Collected data:
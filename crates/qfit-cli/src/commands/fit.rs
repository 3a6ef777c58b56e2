use crate::cli::Cli;
use crate::config::PartialRunConfig;
use crate::error::{CliError, Result};
use crate::utils::progress::CliProgressHandler;
use qfit::{
    core::{
        density::map::DensityMap,
        io::{ccp4::Ccp4File, pdb::PdbFile, traits::StructureFile},
        models::{
            ligand::Ligand,
            structure::{SelectionAttribute, SelectionOperator, Structure},
        },
        utils::geometry::calculate_rmsd,
    },
    engine::{error::EngineError, progress::ProgressReporter, selection::SelectionResult},
    workflows::{
        self,
        build::BuildInput,
        multiconformer::{MulticonformerConfig, MulticonformerOutput},
    },
};
use serde::Serialize;
use std::path::Path;
use tracing::{debug, info, warn};

const SUMMARY_FILE: &str = "selection_summary.csv";
const MODEL_DENSITY_FILE: &str = "conformer_model.ccp4";
const ALT_LOCS: &[u8] = b"ABCDEFGHIJKLMNOPQRSTUVWXYZ";

/// One written conformer in the summary CSV.
#[derive(Debug, Serialize)]
struct SummaryRow {
    base: String,
    cardinality: usize,
    exact: bool,
    file: String,
    occupancy: f64,
    fit_score: f64,
    residual: f64,
}

struct Inputs {
    map: DensityMap,
    ligand: Ligand,
    receptor: Option<Structure>,
}

pub fn run(args: &Cli) -> Result<()> {
    let config = load_config(args)?;
    let inputs = load_inputs(args)?;

    let input = BuildInput {
        ligand: &inputs.ligand,
        map: &inputs.map,
        resolution: args.resolution,
        receptor: inputs.receptor.as_ref(),
    };

    let progress_handler = CliProgressHandler::new();
    let reporter = ProgressReporter::with_callback(progress_handler.get_callback());

    println!("Building and selecting ligand conformers...");
    info!("Invoking the multiconformer workflow...");
    let output = workflows::multiconformer::run(&input, &config, &reporter)?;
    info!(
        pool = output.build.pool.len(),
        sweep = output.sweep.len(),
        "Workflow finished."
    );

    let rows = write_results(&args.directory, &inputs.ligand, &output)?;
    let summary_path = args.directory.join(SUMMARY_FILE);
    write_summary(&summary_path, &rows)?;
    println!("✓ Selection summary written to: {}", summary_path.display());

    if args.write_model_density {
        match &output.initial {
            Ok(initial) => {
                let path = args.directory.join(MODEL_DENSITY_FILE);
                write_model_density(&path, &inputs.map, &output, initial)?;
                println!("✓ Model density written to: {}", path.display());
            }
            Err(e) => warn!(error = %e, "No initial fit; model density not written."),
        }
    }

    Ok(())
}

fn load_config(args: &Cli) -> Result<MulticonformerConfig> {
    let partial = match &args.config {
        Some(path) => PartialRunConfig::from_file(path)?,
        None => PartialRunConfig::default(),
    };
    info!("Merging configuration from file and CLI arguments...");
    let config = partial.merge_with_cli(args)?;
    match toml::to_string(&config) {
        Ok(rendered) => debug!("Final configuration:\n{}", rendered),
        Err(e) => debug!("Final configuration could not be rendered: {}", e),
    }
    Ok(config)
}

fn load_inputs(args: &Cli) -> Result<Inputs> {
    info!("Loading density map from {:?}", &args.xmap);
    let map = Ccp4File::read_from_path(&args.xmap).map_err(|e| CliError::FileParsing {
        path: args.xmap.clone(),
        source: e.into(),
    })?;
    let stats = map.statistics();
    info!(
        extent = ?map.extent(),
        mean = stats.mean,
        rms = stats.rms,
        "Density map loaded."
    );

    info!("Loading ligand from {:?}", &args.ligand);
    let structure = read_structure(&args.ligand)?;
    let ligand = Ligand::from_structure(&structure).map_err(EngineError::from)?;

    let receptor = match &args.receptor {
        Some(path) => {
            info!("Loading receptor from {:?}", path);
            let receptor = read_structure(path)?.select(
                SelectionAttribute::Element,
                "H",
                SelectionOperator::NotEqual,
            );
            info!(atoms = receptor.len(), "Receptor loaded without hydrogens.");
            Some(receptor)
        }
        None => None,
    };

    Ok(Inputs {
        map,
        ligand,
        receptor,
    })
}

fn read_structure(path: &Path) -> Result<Structure> {
    PdbFile::read_from_path(path).map_err(|e| CliError::FileParsing {
        path: path.to_path_buf(),
        source: e.into(),
    })
}

/// Writes the initial fit as `conformer_<k>.pdb` and each sweep cardinality
/// `n` as `conformer_<n>_<k>.pdb`. Failed solves write nothing.
fn write_results(
    directory: &Path,
    ligand: &Ligand,
    output: &MulticonformerOutput,
) -> Result<Vec<SummaryRow>> {
    let mut rows = Vec::new();
    match &output.initial {
        Ok(initial) => {
            rows.extend(write_selection(directory, "conformer", ligand, output, initial)?);
            println!(
                "✓ Initial fit: {} conformer(s), residual {:.4}",
                initial.len(),
                initial.residual
            );
        }
        Err(e) => {
            warn!(error = %e, "Initial fit failed; no result written.");
            println!("✗ Initial fit: no solution ({})", e);
        }
    }

    for entry in &output.sweep {
        let base = format!("conformer_{}", entry.cardinality);
        match &entry.outcome {
            Ok(result) => {
                rows.extend(write_selection(directory, &base, ligand, output, result)?);
                println!(
                    "  Cardinality {}: {} conformer(s), residual {:.4}",
                    entry.cardinality,
                    result.len(),
                    result.residual
                );
            }
            Err(e) => {
                warn!(cardinality = entry.cardinality, error = %e, "No result written.");
                println!("  Cardinality {}: no solution ({})", entry.cardinality, e);
            }
        }
    }
    Ok(rows)
}

fn write_selection(
    directory: &Path,
    base: &str,
    ligand: &Ligand,
    output: &MulticonformerOutput,
    result: &SelectionResult,
) -> Result<Vec<SummaryRow>> {
    let mut rows = Vec::with_capacity(result.len());
    for (k, selected) in result.conformers.iter().enumerate() {
        let candidate = output.build.pool.get(selected.candidate).ok_or_else(|| {
            CliError::Other(anyhow::anyhow!(
                "Selected conformer {} is not in the pool of {}",
                selected.candidate,
                output.build.pool.len()
            ))
        })?;

        let structure = ligand
            .conformer_structure(
                &candidate.coordinates,
                selected.weight,
                alt_loc(k, result.len()),
            )
            .map_err(EngineError::from)?;
        let file = format!("{}_{}.pdb", base, k + 1);
        let path = directory.join(&file);
        debug!(
            rmsd = calculate_rmsd(&candidate.coordinates, ligand.positions()),
            "Writing {} (occupancy {:.3}, score {:.4})",
            file,
            selected.weight,
            candidate.score
        );
        PdbFile::write_to_path(&structure, &path).map_err(|e| CliError::FileWriting {
            path: path.clone(),
            source: e.into(),
        })?;

        rows.push(SummaryRow {
            base: base.to_string(),
            cardinality: result.cardinality,
            exact: result.exact,
            file,
            occupancy: selected.weight,
            fit_score: candidate.score,
            residual: result.residual,
        });
    }
    Ok(rows)
}

/// Alternate location of the `k`-th of `count` conformers; a lone conformer has none.
fn alt_loc(k: usize, count: usize) -> Option<char> {
    (count > 1).then(|| ALT_LOCS[k % ALT_LOCS.len()] as char)
}

fn write_summary(path: &Path, rows: &[SummaryRow]) -> Result<()> {
    let to_error = |e: csv::Error| CliError::FileWriting {
        path: path.to_path_buf(),
        source: e.into(),
    };
    let mut writer = csv::Writer::from_path(path).map_err(to_error)?;
    for row in rows {
        writer.serialize(row).map_err(to_error)?;
    }
    writer.flush()?;
    Ok(())
}

fn write_model_density(
    path: &Path,
    map: &DensityMap,
    output: &MulticonformerOutput,
    selection: &SelectionResult,
) -> Result<()> {
    let weights = selection.weights(output.build.pool.len());
    let mut model = map.zeros_like();
    model.accumulate(output.problem.region(), &output.problem.model_density(&weights));
    Ccp4File::write_to_path(&model, path).map_err(|e| CliError::FileWriting {
        path: path.to_path_buf(),
        source: e.into(),
    })
}

#[cfg(test)]
mod tests {
    use super::*;
    use clap::Parser;
    use nalgebra::Point3;
    use ndarray::Array3;
    use qfit::core::density::map::UnitCell;
    use qfit::core::models::atom::Atom;
    use qfit::core::models::element::Element;
    use std::fs;
    use std::path::PathBuf;
    use tempfile::TempDir;

    const BOX: f64 = 20.0;
    const SAMPLING: usize = 40;

    fn butane() -> Structure {
        let mut structure = Structure::new();
        for i in 0..4 {
            let y = if i % 2 == 0 { 0.0 } else { 0.89 };
            let position = Point3::new(7.0 + 1.26 * i as f64, 9.5 + y, 10.0);
            structure.add_atom(Atom::new(&format!("C{}", i + 1), Element::C, position));
        }
        structure
    }

    fn blob_map(centres: &[Point3<f64>]) -> DensityMap {
        let spacing = BOX / SAMPLING as f64;
        let data = Array3::from_shape_fn((SAMPLING, SAMPLING, SAMPLING), |(x, y, z)| {
            let point = Point3::new(x as f64, y as f64, z as f64) * spacing;
            centres
                .iter()
                .map(|c| (-(point - c).norm_squared() / 0.72).exp())
                .sum::<f64>() as f32
        });
        let cell = UnitCell::new([BOX; 3], [90.0; 3]).unwrap();
        DensityMap::new(cell, [SAMPLING; 3], [0; 3], data).unwrap()
    }

    /// Writes the ligand and its map into a fresh directory.
    fn workspace() -> (TempDir, PathBuf, PathBuf) {
        let dir = tempfile::tempdir().unwrap();
        let structure = butane();
        let ligand_path = dir.path().join("ligand.pdb");
        PdbFile::write_to_path(&structure, &ligand_path).unwrap();
        let map_path = dir.path().join("map.ccp4");
        Ccp4File::write_to_path(&blob_map(&structure.positions()), &map_path).unwrap();
        (dir, map_path, ligand_path)
    }

    fn cli(map: &Path, ligand: &Path, out: &Path, extra: &[&str]) -> Cli {
        let mut args = vec![
            "qfit-ligand".to_string(),
            map.display().to_string(),
            "1.5".to_string(),
            ligand.display().to_string(),
            "-d".to_string(),
            out.display().to_string(),
            "-s".to_string(),
            "30".to_string(),
            "--no-local".to_string(),
        ];
        args.extend(extra.iter().map(|s| s.to_string()));
        Cli::parse_from(args)
    }

    #[test]
    fn writes_conformers_and_summary() {
        let (dir, map, ligand) = workspace();
        let out = dir.path().join("results");
        fs::create_dir_all(&out).unwrap();

        run(&cli(&map, &ligand, &out, &[])).unwrap();

        assert!(out.join("conformer_1.pdb").exists());
        assert!(out.join("conformer_1_1.pdb").exists());
        assert!(!out.join(MODEL_DENSITY_FILE).exists());

        let single = PdbFile::read_from_path(out.join("conformer_1_1.pdb")).unwrap();
        assert_eq!(single.len(), 4);
        assert!(single.atoms_iter().all(|(_, a)| a.occupancy == 1.0 && a.alt_loc.is_none()));

        let mut reader = csv::Reader::from_path(out.join(SUMMARY_FILE)).unwrap();
        let headers = reader.headers().unwrap().clone();
        assert_eq!(
            headers.iter().collect::<Vec<_>>(),
            vec!["base", "cardinality", "exact", "file", "occupancy", "fit_score", "residual"]
        );
        let records: Vec<_> = reader.records().map(|r| r.unwrap()).collect();
        assert!(records.iter().any(|r| &r[0] == "conformer" && &r[2] == "false"));
        assert!(records.iter().any(|r| &r[0] == "conformer_1" && &r[3] == "conformer_1_1.pdb"));
        let initial_occupancy: f64 = records
            .iter()
            .filter(|r| &r[0] == "conformer")
            .map(|r| r[4].parse::<f64>().unwrap())
            .sum();
        assert!((initial_occupancy - 1.0).abs() < 1e-6);
    }

    #[test]
    fn model_density_is_written_on_request() {
        let (dir, map, ligand) = workspace();
        run(&cli(&map, &ligand, dir.path(), &["--write-model-density"])).unwrap();

        let model = Ccp4File::read_from_path(dir.path().join(MODEL_DENSITY_FILE)).unwrap();
        assert_eq!(model.extent(), [SAMPLING; 3]);
        assert!(model.statistics().max > 0.0);
    }

    #[test]
    fn failed_initial_fit_still_writes_the_sweep() {
        let (dir, map, ligand) = workspace();
        let args = cli(
            &map,
            &ligand,
            dir.path(),
            &["--write-model-density", "-S", "solver.time-limit=1e-12"],
        );
        run(&args).unwrap();

        assert!(!dir.path().join("conformer_1.pdb").exists());
        assert!(!dir.path().join(MODEL_DENSITY_FILE).exists());
        assert!(dir.path().join("conformer_1_1.pdb").exists());

        let mut reader = csv::Reader::from_path(dir.path().join(SUMMARY_FILE)).unwrap();
        let records: Vec<_> = reader.records().map(|r| r.unwrap()).collect();
        assert!(!records.is_empty());
        assert!(records.iter().all(|r| &r[0] != "conformer"));
    }

    #[test]
    fn unreadable_ligand_is_a_parsing_error() {
        let (dir, map, _) = workspace();
        let missing = dir.path().join("missing.pdb");
        let result = run(&cli(&map, &missing, dir.path(), &[]));
        assert!(matches!(result, Err(CliError::FileParsing { .. })));
    }

    #[test]
    fn alt_locs_are_letters_only_for_several_conformers() {
        assert_eq!(alt_loc(0, 1), None);
        assert_eq!(alt_loc(0, 3), Some('A'));
        assert_eq!(alt_loc(2, 3), Some('C'));
    }
}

» Your assignment:
Scan the records for lines with the word "extent". Report how many, with no other words.

» Response:
2